[Saved data entries]
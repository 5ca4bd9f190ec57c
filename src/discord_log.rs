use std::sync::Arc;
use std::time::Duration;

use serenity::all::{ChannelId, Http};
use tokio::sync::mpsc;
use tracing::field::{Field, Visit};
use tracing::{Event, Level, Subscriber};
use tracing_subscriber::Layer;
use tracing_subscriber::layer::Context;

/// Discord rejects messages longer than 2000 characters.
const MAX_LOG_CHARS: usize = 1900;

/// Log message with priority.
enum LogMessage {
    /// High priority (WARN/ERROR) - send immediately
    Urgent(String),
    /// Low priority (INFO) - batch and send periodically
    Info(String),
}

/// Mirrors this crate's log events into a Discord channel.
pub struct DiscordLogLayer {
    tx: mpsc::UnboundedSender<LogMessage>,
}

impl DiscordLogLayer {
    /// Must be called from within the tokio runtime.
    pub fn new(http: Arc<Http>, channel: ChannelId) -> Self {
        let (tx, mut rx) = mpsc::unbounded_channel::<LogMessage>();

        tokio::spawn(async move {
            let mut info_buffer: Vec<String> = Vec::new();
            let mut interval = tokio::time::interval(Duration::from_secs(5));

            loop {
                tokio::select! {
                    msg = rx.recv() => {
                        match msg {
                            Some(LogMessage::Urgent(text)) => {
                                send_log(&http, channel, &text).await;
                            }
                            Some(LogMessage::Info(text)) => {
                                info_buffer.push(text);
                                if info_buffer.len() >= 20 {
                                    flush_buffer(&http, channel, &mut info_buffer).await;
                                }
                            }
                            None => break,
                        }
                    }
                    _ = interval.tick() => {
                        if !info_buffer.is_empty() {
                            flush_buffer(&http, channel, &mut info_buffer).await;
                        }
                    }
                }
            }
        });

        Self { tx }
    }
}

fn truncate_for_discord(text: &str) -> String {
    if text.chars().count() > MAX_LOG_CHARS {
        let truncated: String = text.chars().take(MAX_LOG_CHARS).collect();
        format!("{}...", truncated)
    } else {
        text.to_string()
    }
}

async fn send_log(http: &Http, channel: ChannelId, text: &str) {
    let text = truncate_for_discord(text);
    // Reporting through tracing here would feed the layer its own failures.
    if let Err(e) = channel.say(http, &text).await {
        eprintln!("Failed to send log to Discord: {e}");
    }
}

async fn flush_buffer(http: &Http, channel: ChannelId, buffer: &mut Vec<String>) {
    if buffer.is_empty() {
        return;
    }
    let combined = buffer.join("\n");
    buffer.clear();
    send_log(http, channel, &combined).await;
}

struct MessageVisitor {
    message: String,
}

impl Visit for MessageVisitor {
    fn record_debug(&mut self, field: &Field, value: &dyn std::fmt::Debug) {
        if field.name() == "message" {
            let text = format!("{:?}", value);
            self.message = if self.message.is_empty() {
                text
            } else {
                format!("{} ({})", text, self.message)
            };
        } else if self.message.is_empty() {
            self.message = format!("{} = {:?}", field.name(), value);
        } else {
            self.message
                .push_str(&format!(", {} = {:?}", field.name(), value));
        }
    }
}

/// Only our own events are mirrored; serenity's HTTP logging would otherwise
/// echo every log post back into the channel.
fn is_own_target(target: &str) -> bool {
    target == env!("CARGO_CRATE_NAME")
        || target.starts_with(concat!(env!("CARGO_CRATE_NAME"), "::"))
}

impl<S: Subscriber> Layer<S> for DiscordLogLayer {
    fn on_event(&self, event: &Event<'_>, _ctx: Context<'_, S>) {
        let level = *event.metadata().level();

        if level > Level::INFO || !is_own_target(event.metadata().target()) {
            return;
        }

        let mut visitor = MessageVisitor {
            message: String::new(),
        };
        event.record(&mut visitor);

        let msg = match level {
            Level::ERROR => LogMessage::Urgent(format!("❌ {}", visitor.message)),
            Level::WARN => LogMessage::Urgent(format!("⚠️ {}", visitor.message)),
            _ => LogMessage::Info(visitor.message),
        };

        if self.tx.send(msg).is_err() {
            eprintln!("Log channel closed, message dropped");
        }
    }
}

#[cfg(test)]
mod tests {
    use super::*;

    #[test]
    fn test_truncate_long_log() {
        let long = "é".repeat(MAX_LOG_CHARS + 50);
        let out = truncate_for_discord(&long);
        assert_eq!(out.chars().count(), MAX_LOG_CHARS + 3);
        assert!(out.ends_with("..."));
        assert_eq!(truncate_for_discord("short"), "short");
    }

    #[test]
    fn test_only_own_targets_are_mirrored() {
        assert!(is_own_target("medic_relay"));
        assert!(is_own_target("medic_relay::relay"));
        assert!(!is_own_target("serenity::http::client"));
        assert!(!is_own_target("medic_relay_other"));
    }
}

...

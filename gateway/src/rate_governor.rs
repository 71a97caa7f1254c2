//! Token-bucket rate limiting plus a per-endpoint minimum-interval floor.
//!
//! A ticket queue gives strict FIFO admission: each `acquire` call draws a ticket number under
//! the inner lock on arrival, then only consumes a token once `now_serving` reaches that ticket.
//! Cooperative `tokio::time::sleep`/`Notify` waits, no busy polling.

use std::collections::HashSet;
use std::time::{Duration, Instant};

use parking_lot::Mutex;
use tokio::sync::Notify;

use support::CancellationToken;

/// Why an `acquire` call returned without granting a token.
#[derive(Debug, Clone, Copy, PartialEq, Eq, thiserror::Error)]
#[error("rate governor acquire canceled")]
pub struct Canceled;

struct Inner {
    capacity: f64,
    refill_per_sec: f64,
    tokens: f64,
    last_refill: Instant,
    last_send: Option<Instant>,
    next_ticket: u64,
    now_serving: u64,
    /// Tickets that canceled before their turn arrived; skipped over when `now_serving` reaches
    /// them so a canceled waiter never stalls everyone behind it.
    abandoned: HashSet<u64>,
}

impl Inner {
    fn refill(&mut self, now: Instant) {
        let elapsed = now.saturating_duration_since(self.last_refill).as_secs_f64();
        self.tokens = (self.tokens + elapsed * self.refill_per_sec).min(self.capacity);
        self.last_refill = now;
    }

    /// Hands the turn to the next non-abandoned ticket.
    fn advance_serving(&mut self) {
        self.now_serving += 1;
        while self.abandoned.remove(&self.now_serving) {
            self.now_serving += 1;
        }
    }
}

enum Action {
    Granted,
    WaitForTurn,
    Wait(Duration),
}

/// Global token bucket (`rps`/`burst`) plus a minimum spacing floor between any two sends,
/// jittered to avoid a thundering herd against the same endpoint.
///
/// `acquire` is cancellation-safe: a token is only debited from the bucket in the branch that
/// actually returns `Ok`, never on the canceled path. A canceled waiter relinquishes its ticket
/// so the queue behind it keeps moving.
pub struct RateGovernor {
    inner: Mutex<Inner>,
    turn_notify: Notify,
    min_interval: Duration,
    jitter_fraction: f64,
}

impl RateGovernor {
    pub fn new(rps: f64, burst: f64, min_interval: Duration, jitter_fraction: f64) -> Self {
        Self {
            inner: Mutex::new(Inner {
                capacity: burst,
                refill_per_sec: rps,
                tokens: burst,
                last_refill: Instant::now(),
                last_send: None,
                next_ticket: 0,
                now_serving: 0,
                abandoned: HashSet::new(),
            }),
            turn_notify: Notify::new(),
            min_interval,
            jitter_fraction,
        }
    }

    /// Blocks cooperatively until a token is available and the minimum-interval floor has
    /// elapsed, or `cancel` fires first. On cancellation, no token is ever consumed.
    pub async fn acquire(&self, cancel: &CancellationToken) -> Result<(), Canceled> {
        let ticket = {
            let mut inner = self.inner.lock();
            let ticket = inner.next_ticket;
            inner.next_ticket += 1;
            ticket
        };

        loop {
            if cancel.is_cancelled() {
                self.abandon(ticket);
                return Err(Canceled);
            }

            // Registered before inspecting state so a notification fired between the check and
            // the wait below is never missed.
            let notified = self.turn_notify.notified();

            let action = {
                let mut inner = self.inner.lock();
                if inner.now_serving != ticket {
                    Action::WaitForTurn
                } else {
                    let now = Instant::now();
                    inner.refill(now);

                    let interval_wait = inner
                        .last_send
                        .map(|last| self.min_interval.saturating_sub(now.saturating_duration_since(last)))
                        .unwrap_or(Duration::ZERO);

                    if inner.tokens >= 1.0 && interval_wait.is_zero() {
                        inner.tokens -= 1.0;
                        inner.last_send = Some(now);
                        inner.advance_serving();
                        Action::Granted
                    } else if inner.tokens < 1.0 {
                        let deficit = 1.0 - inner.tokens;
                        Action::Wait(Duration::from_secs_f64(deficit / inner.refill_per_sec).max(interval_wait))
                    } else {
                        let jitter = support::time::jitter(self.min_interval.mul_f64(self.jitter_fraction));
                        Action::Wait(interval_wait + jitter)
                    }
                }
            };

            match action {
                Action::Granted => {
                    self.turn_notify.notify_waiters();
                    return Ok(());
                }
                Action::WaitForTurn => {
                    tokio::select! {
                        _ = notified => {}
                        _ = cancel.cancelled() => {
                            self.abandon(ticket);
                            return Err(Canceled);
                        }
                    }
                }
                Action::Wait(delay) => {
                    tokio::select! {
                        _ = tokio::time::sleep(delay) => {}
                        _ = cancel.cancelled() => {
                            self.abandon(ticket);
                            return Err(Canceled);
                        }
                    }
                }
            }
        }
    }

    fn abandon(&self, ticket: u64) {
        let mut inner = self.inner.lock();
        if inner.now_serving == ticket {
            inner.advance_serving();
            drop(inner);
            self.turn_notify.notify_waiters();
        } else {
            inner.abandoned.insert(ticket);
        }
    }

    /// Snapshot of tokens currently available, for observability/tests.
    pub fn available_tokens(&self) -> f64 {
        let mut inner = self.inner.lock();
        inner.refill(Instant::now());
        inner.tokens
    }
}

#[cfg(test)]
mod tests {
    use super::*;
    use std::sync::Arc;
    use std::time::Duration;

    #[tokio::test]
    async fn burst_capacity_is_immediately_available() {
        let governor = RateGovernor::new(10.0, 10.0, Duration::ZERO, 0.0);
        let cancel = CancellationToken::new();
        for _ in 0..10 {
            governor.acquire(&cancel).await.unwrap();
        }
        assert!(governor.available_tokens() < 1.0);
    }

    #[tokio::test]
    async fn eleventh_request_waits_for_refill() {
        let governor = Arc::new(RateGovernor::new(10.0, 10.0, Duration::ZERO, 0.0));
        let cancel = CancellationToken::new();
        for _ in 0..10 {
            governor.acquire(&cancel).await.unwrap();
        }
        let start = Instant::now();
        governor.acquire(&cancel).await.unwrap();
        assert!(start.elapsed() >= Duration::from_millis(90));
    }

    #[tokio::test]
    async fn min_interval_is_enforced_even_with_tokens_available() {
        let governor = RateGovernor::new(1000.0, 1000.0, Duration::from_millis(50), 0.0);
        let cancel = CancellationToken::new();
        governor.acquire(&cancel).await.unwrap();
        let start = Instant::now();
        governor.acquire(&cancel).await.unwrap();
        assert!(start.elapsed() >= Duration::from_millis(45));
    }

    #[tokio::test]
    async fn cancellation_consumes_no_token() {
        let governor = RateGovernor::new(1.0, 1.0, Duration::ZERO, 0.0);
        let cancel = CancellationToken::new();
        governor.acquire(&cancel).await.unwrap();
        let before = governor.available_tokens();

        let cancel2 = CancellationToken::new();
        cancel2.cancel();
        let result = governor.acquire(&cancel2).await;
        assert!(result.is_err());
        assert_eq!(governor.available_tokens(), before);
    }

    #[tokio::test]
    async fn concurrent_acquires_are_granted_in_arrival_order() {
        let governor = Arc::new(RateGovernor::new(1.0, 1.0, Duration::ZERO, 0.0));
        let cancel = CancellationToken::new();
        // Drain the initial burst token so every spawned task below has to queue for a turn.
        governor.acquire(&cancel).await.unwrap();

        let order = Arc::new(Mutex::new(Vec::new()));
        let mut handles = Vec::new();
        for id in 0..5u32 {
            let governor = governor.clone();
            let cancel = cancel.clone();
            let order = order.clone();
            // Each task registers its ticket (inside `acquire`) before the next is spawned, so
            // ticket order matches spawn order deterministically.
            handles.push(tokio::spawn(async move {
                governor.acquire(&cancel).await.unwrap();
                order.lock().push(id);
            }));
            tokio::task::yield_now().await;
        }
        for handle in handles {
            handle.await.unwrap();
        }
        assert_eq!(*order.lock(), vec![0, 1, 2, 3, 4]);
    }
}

TASK ITEM:
Return all lines from the entries that contain the string "DiscordLogLayer".

EXPECTED OUTPUT:
pub struct DiscordLogLayer {
impl DiscordLogLayer {
impl<S: Subscriber> Layer<S> for DiscordLogLayer {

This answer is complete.